Example 6--Aluminum particles of 10 μm were subjected to nickel-phosphorus electroless plating in the same manner as in Example 1 to a thickness of 3000 Å,
In the same manner as in Example 2, 600 Å electroless gold plating was performed. When this was dispersed in an epoxy resin in an amount of 10 wt% and used as a vertical conducting material for a liquid crystal panel, the resistance value was 8 kΩ, and the value did not change even in the acceleration test.

Example 7 A styrene ball having a diameter of 12 μm was dipped in a chromic acid mixed solution for 5 minutes, filtered through a microfilter having a hole diameter of 2 μm, and thoroughly washed with water. Next, SnCl ₂ is 1 g / l, HC
These particles were dispersed in a mixed solution of 1 cc / l, filtered, washed with water, and then dispersed in a Kanigen Red Schumer made by a predetermined method, filtered, and washed with water. Then, it was dispersed for 6 minutes in an S-680 solution (45 ° C.) manufactured by Kanigen Co., which was bathed by a predetermined method, filtered, and washed with water. This gives 350 on the styrene balls.
Nickel-phosphorus plating of 0Å was completed. When 20 wt% was dispersed in an epoxy resin and used as a vertical conducting material of a liquid crystal panel having a gap thickness of 10 μm, the resistance value of the vertical conducting portion was 8 kΩ. Further, the resistance value did not change even when the predetermined acceleration test was performed.

--Example 8-- Styrene balls metallized in Example 7 were dispersed in an ultraviolet curable acrylic resin at 10 wt% to give Example 1.
A liquid crystal panel having a gap thickness of 10 μm was prepared in the same manner as in (1).
The resistance value of the upper and lower conducting parts of the liquid crystal panel was 9 kΩ, and the value did not change even after the predetermined acceleration test.

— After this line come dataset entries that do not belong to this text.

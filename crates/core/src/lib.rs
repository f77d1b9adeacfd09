mod apply;
mod category;
mod collision;
mod config;
mod error;
mod exif_reader;
mod extractor;
mod planner;
mod scanner;
mod template;
mod timestamp;

pub use apply::rename_directory;
pub use category::{MediaCategory, MediaKind};
pub use collision::{
    resolve_collision, ClaimedTargets, CollisionCheck, ExistingFiles, DEFAULT_MAX_SUFFIX_ATTEMPTS,
};
pub use config::{config_path, load_config, load_config_from, AppConfig};
pub use error::{RenameError, Result};
pub use exif_reader::{CaptureTimestampReader, ExifCaptureReader};
pub use extractor::{
    extract_timestamp, parse_capture_timestamp, split_extension, Extraction, Provenance,
    SourceFile,
};
pub use planner::{verify_directory, FileEntry, Outcome, RunMode, RunOptions, RunReport};
pub use scanner::{select_files, Selection};
pub use template::{
    format_name, parse_template, render_template, TemplateError, TemplatePart, Token,
};
pub use timestamp::Timestamp;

--Example 9 --- As in Example 1, nylon balls having a diameter of 10 .mu.m were used and 2
A 500-Å nickel-phosphorus plating was performed. afterwards,
Substitution gold plating of 500 Å was applied with Atomex electroless gold plating solution manufactured by Nippon Engelhardt. When this was dispersed in epoxy resin at 5 wt% and used as a vertical conducting material for a liquid crystal panel having a gap thickness of 10 μm, the resistance value of the vertical conducting portion was 6 kΩ, and the value did not change even after a predetermined acceleration test. There wasn't.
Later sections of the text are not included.